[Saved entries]
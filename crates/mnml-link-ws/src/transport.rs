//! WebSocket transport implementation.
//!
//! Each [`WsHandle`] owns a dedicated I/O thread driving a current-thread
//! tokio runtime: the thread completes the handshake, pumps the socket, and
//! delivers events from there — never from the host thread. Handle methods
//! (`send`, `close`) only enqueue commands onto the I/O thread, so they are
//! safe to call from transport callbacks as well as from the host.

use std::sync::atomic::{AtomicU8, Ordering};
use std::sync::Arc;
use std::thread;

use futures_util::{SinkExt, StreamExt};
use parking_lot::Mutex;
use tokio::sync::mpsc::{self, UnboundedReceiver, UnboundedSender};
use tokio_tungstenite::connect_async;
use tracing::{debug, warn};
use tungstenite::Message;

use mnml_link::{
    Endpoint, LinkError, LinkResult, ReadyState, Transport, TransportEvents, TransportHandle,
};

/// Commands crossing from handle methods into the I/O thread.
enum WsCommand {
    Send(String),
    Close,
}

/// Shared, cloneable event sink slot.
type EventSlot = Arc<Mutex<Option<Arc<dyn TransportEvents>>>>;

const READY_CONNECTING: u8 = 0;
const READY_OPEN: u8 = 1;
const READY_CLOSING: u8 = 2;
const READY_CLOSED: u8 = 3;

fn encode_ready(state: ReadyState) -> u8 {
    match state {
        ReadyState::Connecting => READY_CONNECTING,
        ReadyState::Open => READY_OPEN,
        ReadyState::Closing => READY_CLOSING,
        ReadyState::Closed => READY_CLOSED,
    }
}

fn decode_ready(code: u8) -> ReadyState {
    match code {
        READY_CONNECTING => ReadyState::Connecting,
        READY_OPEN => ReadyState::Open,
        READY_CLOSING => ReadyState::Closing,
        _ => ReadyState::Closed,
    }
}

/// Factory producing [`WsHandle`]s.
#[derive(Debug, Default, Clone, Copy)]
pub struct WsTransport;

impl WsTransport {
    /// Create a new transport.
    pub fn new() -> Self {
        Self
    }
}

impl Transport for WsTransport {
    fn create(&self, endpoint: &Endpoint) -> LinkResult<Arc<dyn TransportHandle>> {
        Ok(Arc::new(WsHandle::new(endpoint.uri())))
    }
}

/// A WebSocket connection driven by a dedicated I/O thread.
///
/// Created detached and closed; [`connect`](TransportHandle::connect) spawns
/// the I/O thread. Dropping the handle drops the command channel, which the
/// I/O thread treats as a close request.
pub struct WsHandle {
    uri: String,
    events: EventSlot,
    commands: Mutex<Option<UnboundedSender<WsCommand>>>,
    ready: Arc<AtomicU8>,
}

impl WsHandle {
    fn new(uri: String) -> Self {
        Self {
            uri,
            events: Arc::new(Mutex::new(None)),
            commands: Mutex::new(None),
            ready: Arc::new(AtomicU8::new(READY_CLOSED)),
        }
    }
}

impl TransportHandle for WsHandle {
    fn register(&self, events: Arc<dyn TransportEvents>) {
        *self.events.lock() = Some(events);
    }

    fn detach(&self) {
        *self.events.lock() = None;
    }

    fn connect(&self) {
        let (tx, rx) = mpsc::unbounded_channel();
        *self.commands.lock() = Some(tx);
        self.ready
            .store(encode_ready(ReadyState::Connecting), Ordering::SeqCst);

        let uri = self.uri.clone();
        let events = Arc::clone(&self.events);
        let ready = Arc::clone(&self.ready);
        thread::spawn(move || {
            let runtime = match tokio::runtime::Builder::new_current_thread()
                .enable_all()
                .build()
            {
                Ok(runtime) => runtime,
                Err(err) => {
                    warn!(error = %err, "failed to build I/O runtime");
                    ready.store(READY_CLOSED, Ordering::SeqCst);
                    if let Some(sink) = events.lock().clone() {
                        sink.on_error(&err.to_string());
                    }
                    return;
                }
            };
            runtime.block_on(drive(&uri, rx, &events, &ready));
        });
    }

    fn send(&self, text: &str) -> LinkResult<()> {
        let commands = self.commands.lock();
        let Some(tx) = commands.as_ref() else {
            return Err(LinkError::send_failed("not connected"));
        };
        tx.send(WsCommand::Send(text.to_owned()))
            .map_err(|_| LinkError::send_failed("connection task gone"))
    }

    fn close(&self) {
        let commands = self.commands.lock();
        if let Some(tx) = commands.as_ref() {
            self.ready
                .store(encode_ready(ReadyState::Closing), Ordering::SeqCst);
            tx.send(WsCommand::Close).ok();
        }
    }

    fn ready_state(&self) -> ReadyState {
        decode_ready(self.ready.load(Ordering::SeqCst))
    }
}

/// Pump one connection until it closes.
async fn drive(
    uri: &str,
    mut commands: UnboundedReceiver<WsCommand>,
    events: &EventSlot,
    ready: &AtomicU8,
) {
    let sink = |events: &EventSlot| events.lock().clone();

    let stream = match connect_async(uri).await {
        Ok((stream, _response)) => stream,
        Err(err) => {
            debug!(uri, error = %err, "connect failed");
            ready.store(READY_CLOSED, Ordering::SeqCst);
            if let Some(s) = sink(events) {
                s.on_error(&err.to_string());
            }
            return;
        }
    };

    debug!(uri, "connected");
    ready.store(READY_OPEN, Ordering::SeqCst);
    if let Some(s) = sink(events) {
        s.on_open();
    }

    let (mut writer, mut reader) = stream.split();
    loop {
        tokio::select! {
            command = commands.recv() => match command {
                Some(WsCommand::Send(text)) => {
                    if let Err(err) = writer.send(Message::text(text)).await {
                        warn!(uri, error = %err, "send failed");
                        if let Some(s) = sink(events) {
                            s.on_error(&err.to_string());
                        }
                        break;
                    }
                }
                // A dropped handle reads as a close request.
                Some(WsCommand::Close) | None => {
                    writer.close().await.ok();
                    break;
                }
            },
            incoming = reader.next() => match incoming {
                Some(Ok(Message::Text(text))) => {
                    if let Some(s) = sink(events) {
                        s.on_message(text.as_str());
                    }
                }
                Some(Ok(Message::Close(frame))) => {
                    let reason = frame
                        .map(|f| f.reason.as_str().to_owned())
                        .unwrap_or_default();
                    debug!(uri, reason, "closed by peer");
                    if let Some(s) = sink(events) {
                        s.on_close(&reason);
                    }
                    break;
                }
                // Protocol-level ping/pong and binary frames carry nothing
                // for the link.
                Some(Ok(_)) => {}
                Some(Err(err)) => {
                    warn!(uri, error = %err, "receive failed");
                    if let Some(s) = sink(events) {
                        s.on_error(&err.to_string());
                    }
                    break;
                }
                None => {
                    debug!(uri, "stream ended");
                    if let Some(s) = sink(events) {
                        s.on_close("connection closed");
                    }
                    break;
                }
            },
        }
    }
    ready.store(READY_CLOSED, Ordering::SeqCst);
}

What is required =
Before answering, check every line of the records for the string "struct", then state how many lines have it, with the number only.

Problem solution =
2